We covered some fantastic miso soup in my latest miso soup post, but what about ingredients that might be unfamiliar? To help you navigate Japanese markets and find these gems, I wanted to share a trio of photos of key ingredients I mentioned. Please check out the slide show below. First up, are two kinds of convenient dashi packs, one made with katsuobushi/kombu (dried, shaved bonito and kombu kelp) and the other with iriko (tiny dried fish). The handy illustrations on the front helps you tell the difference. The directions on the back say to place one pack in a saucepan with 3 1/2 cups of water, bring to a boil over medium heat and simmer for 5 minutes. Remove the pack (chuck it) and your dashi is ready.

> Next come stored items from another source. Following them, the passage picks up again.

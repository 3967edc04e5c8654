//! Tournament data models.

use crate::bracket::CompetitorId;
use chrono::{DateTime, Utc};
use serde::{Deserialize, Serialize};

/// Tournament ID type
pub type TournamentId = i64;

/// Tournament state, derived from its bracket
#[derive(Debug, Clone, Copy, PartialEq, Eq, Serialize, Deserialize)]
pub enum TournamentState {
    /// Matches still to be played
    Running,
    /// Champion decided
    Finished,
}

/// Tournament summary for listings
#[derive(Debug, Clone, Serialize, Deserialize)]
pub struct TournamentInfo {
    /// Tournament ID
    pub id: TournamentId,
    /// Current state
    pub state: TournamentState,
    /// Seeded competitors
    pub competitor_count: usize,
    /// Matches waiting for a result
    pub playable_matches: usize,
    /// Winner once finished
    pub champion: Option<CompetitorId>,
    /// Last (re)generation of the bracket
    pub generated_at: DateTime<Utc>,
    /// Last accepted result or regeneration
    pub updated_at: DateTime<Utc>,
}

Next, you'll see two kinds of miso with their packaging. The chestnut-colored one on the left is Sendai miso, one of my favorite varieties of aka miso (red miso). The other, lighter-colored, savory shiro miso is a type of Shinshu that I recently found (organic, to boot). The ingredients for both of these rice-based miso are, simply, soy beans, rice, salt -- that's all there should be, nothing else. Also, notice that these miso are a coarsely ground paste, rather than smooth. That's because they're both inaka style miso -- rustic, "countryside" style, that is -- which are wonderful. When you taste these miso you'll get a profound sense of savoriness (umami) rather than saltiness. Delicious.
Finally, I included a shot of two kinds of fried tofu. The thin sliced one is abura age, thin slices deep fried. The thick one is atsu age, fried on the outside and firm white tofu on the inside. For both, stick in a colander and pour boiling water over them first to rinse away excess oil. These two ingredients add delightful flavor and texture to miso soup, beyond good ole' tofu. Abura age, by the way, comes several to a pack and can store in the freezer for months, so you can always keep some handy. (By the way, age in both tofu is pronounced "ah-geh.")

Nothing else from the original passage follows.